(Records from a data source)
((
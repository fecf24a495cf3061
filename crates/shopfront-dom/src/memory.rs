//! In-memory `Dom` used by tests and offline tooling.

use std::collections::BTreeMap;

use crate::{Dom, DomError, DomResult, ElementId, Selector};

#[derive(Debug, Clone)]
struct Node {
    tag: String,
    attributes: BTreeMap<String, String>,
    /// Text preceding the element children.
    text: String,
    value: Option<String>,
    parent: Option<ElementId>,
    children: Vec<ElementId>,
}

impl Node {
    fn new(tag: &str) -> Self {
        Self {
            tag: tag.to_ascii_lowercase(),
            attributes: BTreeMap::new(),
            text: String::new(),
            value: None,
            parent: None,
            children: Vec::new(),
        }
    }

    fn classes(&self) -> Vec<&str> {
        self.attributes
            .get("class")
            .map(|c| c.split_whitespace().collect())
            .unwrap_or_default()
    }
}

/// A small element tree with `<html>`, `<head>` and `<body>`.
///
/// Text is modelled as one run per element placed before its element
/// children, which is all the enhancements read or write.
#[derive(Debug, Clone)]
pub struct MemoryDom {
    nodes: Vec<Node>,
    root: ElementId,
    head: ElementId,
    body: ElementId,
}

impl Default for MemoryDom {
    fn default() -> Self {
        Self::new()
    }
}

impl MemoryDom {
    /// Create an empty document.
    pub fn new() -> Self {
        let mut dom = Self {
            nodes: vec![Node::new("html")],
            root: ElementId::from_raw(0),
            head: ElementId::from_raw(0),
            body: ElementId::from_raw(0),
        };
        dom.head = dom.push(Node::new("head"));
        dom.body = dom.push(Node::new("body"));
        dom.nodes[1].parent = Some(dom.root);
        dom.nodes[2].parent = Some(dom.root);
        dom.nodes[0].children = vec![dom.head, dom.body];
        dom
    }

    /// Start building a new element.
    pub fn build(&mut self, tag: &str) -> ElementBuilder<'_> {
        let id = self.push(Node::new(tag));
        ElementBuilder { dom: self, id }
    }

    /// Set a form control's value, as typing would.
    pub fn set_value(&mut self, el: ElementId, value: &str) -> DomResult<()> {
        self.node_mut(el)?.value = Some(value.to_string());
        Ok(())
    }

    /// Child elements in order.
    pub fn children(&self, el: ElementId) -> Vec<ElementId> {
        self.node(el).map(|n| n.children.clone()).unwrap_or_default()
    }

    /// Whether the element is reachable from the document root.
    pub fn is_attached(&self, el: ElementId) -> bool {
        let mut current = Some(el);
        while let Some(id) = current {
            if id == self.root {
                return true;
            }
            current = self.node(id).and_then(|n| n.parent);
        }
        false
    }

    fn push(&mut self, node: Node) -> ElementId {
        let id = ElementId::from_raw(self.nodes.len() as u32);
        self.nodes.push(node);
        id
    }

    fn node(&self, el: ElementId) -> Option<&Node> {
        self.nodes.get(el.raw() as usize)
    }

    fn node_mut(&mut self, el: ElementId) -> DomResult<&mut Node> {
        self.nodes
            .get_mut(el.raw() as usize)
            .ok_or(DomError::UnknownElement(el))
    }

    /// Descendants of `root` in document order, excluding `root`.
    fn descendants(&self, root: ElementId) -> Vec<ElementId> {
        let mut out = Vec::new();
        let mut stack: Vec<ElementId> = self
            .node(root)
            .map(|n| n.children.iter().rev().copied().collect())
            .unwrap_or_default();
        while let Some(id) = stack.pop() {
            out.push(id);
            if let Some(node) = self.node(id) {
                stack.extend(node.children.iter().rev().copied());
            }
        }
        out
    }

    fn matches(&self, el: ElementId, selector: &Selector) -> bool {
        match self.node(el) {
            Some(node) => selector.matches(&node.tag, |name| node.attributes.get(name).cloned()),
            None => false,
        }
    }

    fn detach(&mut self, el: ElementId) -> DomResult<()> {
        if let Some(parent) = self.node(el).and_then(|n| n.parent) {
            self.node_mut(parent)?.children.retain(|c| *c != el);
        }
        self.node_mut(el)?.parent = None;
        Ok(())
    }
}

impl Dom for MemoryDom {
    fn query_all(&self, selector: &Selector) -> Vec<ElementId> {
        self.query_all_within(self.root, selector)
    }

    fn query_all_within(&self, root: ElementId, selector: &Selector) -> Vec<ElementId> {
        self.descendants(root)
            .into_iter()
            .filter(|id| self.matches(*id, selector))
            .collect()
    }

    fn element_by_id(&self, id: &str) -> Option<ElementId> {
        self.descendants(self.root).into_iter().find(|el| {
            self.node(*el)
                .and_then(|n| n.attributes.get("id"))
                .is_some_and(|v| v == id)
        })
    }

    fn head(&self) -> Option<ElementId> {
        Some(self.head)
    }

    fn body(&self) -> Option<ElementId> {
        Some(self.body)
    }

    fn tag_name(&self, el: ElementId) -> Option<String> {
        self.node(el).map(|n| n.tag.clone())
    }

    fn attribute(&self, el: ElementId, name: &str) -> Option<String> {
        self.node(el).and_then(|n| n.attributes.get(name).cloned())
    }

    fn set_attribute(&mut self, el: ElementId, name: &str, value: &str) -> DomResult<()> {
        self.node_mut(el)?
            .attributes
            .insert(name.to_string(), value.to_string());
        Ok(())
    }

    fn has_class(&self, el: ElementId, class: &str) -> bool {
        self.node(el).is_some_and(|n| n.classes().contains(&class))
    }

    fn add_class(&mut self, el: ElementId, class: &str) -> DomResult<()> {
        let node = self.node_mut(el)?;
        let mut classes: Vec<String> = node.classes().into_iter().map(String::from).collect();
        if !classes.iter().any(|c| c == class) {
            classes.push(class.to_string());
        }
        node.attributes.insert("class".to_string(), classes.join(" "));
        Ok(())
    }

    fn remove_class(&mut self, el: ElementId, class: &str) -> DomResult<()> {
        let node = self.node_mut(el)?;
        let classes: Vec<String> = node
            .classes()
            .into_iter()
            .filter(|c| *c != class)
            .map(String::from)
            .collect();
        if node.attributes.contains_key("class") {
            node.attributes.insert("class".to_string(), classes.join(" "));
        }
        Ok(())
    }

    fn text_content(&self, el: ElementId) -> Option<String> {
        let node = self.node(el)?;
        let mut text = node.text.clone();
        for child in &node.children {
            if let Some(child_text) = self.text_content(*child) {
                text.push_str(&child_text);
            }
        }
        Some(text)
    }

    fn set_text_content(&mut self, el: ElementId, text: &str) -> DomResult<()> {
        self.clear_children(el)?;
        self.node_mut(el)?.text = text.to_string();
        Ok(())
    }

    fn clear_children(&mut self, el: ElementId) -> DomResult<()> {
        let children = std::mem::take(&mut self.node_mut(el)?.children);
        for child in children {
            self.node_mut(child)?.parent = None;
        }
        self.node_mut(el)?.text.clear();
        Ok(())
    }

    fn value(&self, el: ElementId) -> Option<String> {
        let node = self.node(el)?;
        match node.tag.as_str() {
            "input" | "textarea" | "select" => {
                Some(node.value.clone().unwrap_or_default())
            }
            _ => None,
        }
    }

    fn parent(&self, el: ElementId) -> Option<ElementId> {
        self.node(el).and_then(|n| n.parent)
    }

    fn next_element_sibling(&self, el: ElementId) -> Option<ElementId> {
        let parent = self.parent(el)?;
        let siblings = &self.node(parent)?.children;
        let index = siblings.iter().position(|c| *c == el)?;
        siblings.get(index + 1).copied()
    }

    fn create_element(&mut self, tag: &str) -> DomResult<ElementId> {
        Ok(self.push(Node::new(tag)))
    }

    fn insert_before(
        &mut self,
        parent: ElementId,
        child: ElementId,
        reference: Option<ElementId>,
    ) -> DomResult<()> {
        self.node(parent).ok_or(DomError::UnknownElement(parent))?;
        self.node(child).ok_or(DomError::UnknownElement(child))?;

        let mut ancestor = Some(parent);
        while let Some(id) = ancestor {
            if id == child {
                return Err(DomError::HierarchyRequest { child });
            }
            ancestor = self.parent(id);
        }

        if let Some(reference) = reference {
            if self.parent(reference) != Some(parent) || reference == child {
                return Err(DomError::NotAChild { parent, reference });
            }
        }

        self.detach(child)?;

        let siblings = &mut self.node_mut(parent)?.children;
        let index = reference
            .and_then(|r| siblings.iter().position(|c| *c == r))
            .unwrap_or(siblings.len());
        siblings.insert(index, child);
        self.node_mut(child)?.parent = Some(parent);
        Ok(())
    }
}

/// Fluent construction of test markup.
///
/// ```
/// use shopfront_dom::{Dom, MemoryDom};
///
/// let mut dom = MemoryDom::new();
/// let body = dom.body().unwrap();
/// let item = dom.build("div").class("product-item").append_to(body);
/// dom.build("h2").class("product-name").text("Keyboard").append_to(item);
/// assert_eq!(dom.text_content(item).as_deref(), Some("Keyboard"));
/// ```
pub struct ElementBuilder<'a> {
    dom: &'a mut MemoryDom,
    id: ElementId,
}

impl<'a> ElementBuilder<'a> {
    /// Add a class.
    pub fn class(self, class: &str) -> Self {
        let result = self.dom.add_class(self.id, class);
        debug_assert!(result.is_ok(), "add class {:?}: {:?}", class, result);
        self
    }

    /// Set the `id` attribute.
    pub fn dom_id(self, id: &str) -> Self {
        self.attr("id", id)
    }

    /// Set an attribute.
    pub fn attr(self, name: &str, value: &str) -> Self {
        let result = self.dom.set_attribute(self.id, name, value);
        debug_assert!(result.is_ok(), "set attribute {:?}: {:?}", name, result);
        self
    }

    /// Set the text run.
    pub fn text(self, text: &str) -> Self {
        if let Some(node) = self.dom.nodes.get_mut(self.id.raw() as usize) {
            node.text = text.to_string();
        }
        self
    }

    /// Set the control value.
    pub fn value(self, value: &str) -> Self {
        let result = self.dom.set_value(self.id, value);
        debug_assert!(result.is_ok(), "set value: {:?}", result);
        self
    }

    /// Append to `parent` and return the handle.
    pub fn try_append_to(self, parent: ElementId) -> DomResult<ElementId> {
        self.dom.append_child(parent, self.id)?;
        Ok(self.id)
    }

    /// Append to `parent` and return the handle. An invalid parent is a
    /// markup bug and trips a debug assertion.
    pub fn append_to(self, parent: ElementId) -> ElementId {
        let id = self.id;
        let result = self.try_append_to(parent);
        debug_assert!(result.is_ok(), "append to {:?}: {:?}", parent, result);
        id
    }

    /// Leave detached and return the handle.
    pub fn finish(self) -> ElementId {
        self.id
    }
}
//! Design tokens for the storefront.
//!
//! The theme is a set of named color scales and font stacks consumed by
//! the stylesheet build. It can be loaded from TOML and exported either as
//! a `tailwind.config.js` module or as CSS custom properties.

mod error;
mod export;
mod tokens;

pub use error::ThemeError;
pub use export::{to_css_variables, to_tailwind_config};
pub use tokens::{ColorScale, ThemeConfig};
))
* _ACTIVITY_
What lines above hold the word "None"? Pull each one out.

* _OUTPUT OF THE TASK_
            value: None,
            parent: None,
            None => false,
        self.node_mut(el)?.parent = None;
            self.node_mut(child)?.parent = None;
            _ => None,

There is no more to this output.